Appeal from Workmen's Compensation Board.
Present — Foster, P.J., Bergan, Halpern, Imrie and Zeller, JJ.
She was employed as an assembler of window adjusters. Her work consisted of lifting and moving, with another employee, boxes of window adjuster parts, each box weighing about one hundred pounds, reaching for parts of the assembly, inserting them in a vise, and using a hammer and drill. The hammer work entailed pounding from different angles, twisting her shoulder, and moving her arm back and forth. In June, 1952, some six months prior to the date of her disablement, the daily assembly of adjusters was increased from 250 to 300. After stopping work, her condition was diagnosed as tenosynovitis of the biceps muscle of the upper right arm.
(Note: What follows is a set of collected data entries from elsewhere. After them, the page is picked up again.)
// =============================================================================
// ERRORS
// =============================================================================

/// Rejected orchestrator calls. Session state is unchanged on error.
#[derive(Debug, Clone, PartialEq, Eq, Error)]
pub enum QuestError {
    #[error("game not started")]
    NotStarted,

    #[error("game is paused")]
    Paused,

    #[error("a question is already open")]
    QuestionInProgress,

    #[error("no question is open")]
    NoActiveQuestion,

    #[error("solution is being shown")]
    AwaitingSolution,

    #[error("box {0} is not in the current level")]
    UnknownBox(String),

    #[error("box {0} is already solved")]
    BoxAlreadyCompleted(String),

    #[error("no unanswered {0} questions left")]
    ContentExhausted(Subject),

    #[error("level objective already met")]
    LevelFinished,

    #[error("level objective not met yet")]
    LevelNotComplete,
}

// =============================================================================
// PHASE / TIMERS
// =============================================================================

/// Where the session is in its lifecycle.
#[derive(Clone, Copy, Debug, PartialEq, Eq, Hash, Serialize, Deserialize)]
pub enum QuestPhase {
    /// Before `start_game` or after `reset_game`
    NotStarted,
    /// Free to walk around and open boxes
    Exploring,
    /// A question awaits an answer
    Answering,
    /// Attempts ran out; the solution is on screen
    ShowingSolution,
    /// Level objective met; waiting for advance or replay
    LevelComplete,
    /// No levels left
    GameComplete,
}

#[derive(Clone, Debug)]
enum QuestTimer {
    DispatchHint(HintData),
    ResolveSolution,
    ShowResults { level_index: u32 },
}

/// What one tick did.
#[derive(Clone, Debug, Default, PartialEq, Eq)]
pub struct TickResult {
    /// Box opened by an interact press this tick
    pub opened_box: Option<String>,
    /// Quest timers that fired
    pub timers_fired: usize,
    /// Hints that expired
    pub hints_expired: usize,
}

// =============================================================================
// ORCHESTRATOR
// =============================================================================

/// Single writer for a play session.
pub struct QuestOrchestrator {
    config: QuestConfig,
    content: GameContent,
    state: SessionState,
    questions: QuestionEngine,
    hints: HintEngine,
    rng: Box<dyn RandomSource + Send>,
    /// Seed the RNG was built from, when known
    seed: Option<u64>,
    phase: QuestPhase,
    timers: TimerQueue<QuestTimer>,
    solution_timer: Option<TimerId>,
    level_complete_signaled: bool,
    prev_input: InputFrame,
    now: Millis,
    pending_events: Vec<QuestEvent>,
}

impl std::fmt::Debug for QuestOrchestrator {
    fn fmt(&self, f: &mut std::fmt::Formatter<'_>) -> std::fmt::Result {
        f.debug_struct("QuestOrchestrator")
            .field("phase", &self.phase)
            .field("state", &self.state)
            .field("now", &self.now)
            .field("seed", &self.seed)
            .finish()
    }
}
The evidence is clear that claimant's disability was incurred in the course of and as a result of her employment. In challenging the board's determination of occupational disease, appellants point to the testimony of claimant's physician, the only medical witness, to the effect that claimant's tenosynovitis is not peculiar to any one given occupation, that it is seen occasionally in housewives and more often in housewives than in other people "when they are cleaning windows and doing that sort of thing — any excessive motion that calls for excessive external rotation". They argue that her tenosynovitis was not an occupational disease within the usual definitions because "it was not peculiar to, or characteristic of, her work, but on the contrary was peculiar to the work of a housewife". The expressions "peculiar to" and "characteristic of" relate to the work performed by an employee if it is under "conditions to which all employees of a class are subject, and which produce the disease as a natural incident to a particular occupation". ( Matter of Harman v. Republic Aviation Corp., 298 N.Y. 285, 288.) Thus the fact that a housewife might contract tenosynovitis in the course of certain household activities would not prevent the classification of such a condition as an occupational disease resulting from factory work. The board has properly considered claimant's condition as one which would be "commonly regarded as natural to, inhering in, an incident and concomitant of, the work in question". ( Matter of Harman v. Republic Aviation Corp., supra, p. 288.) Decision and award unanimously affirmed, with costs to the Workmen's Compensation Board.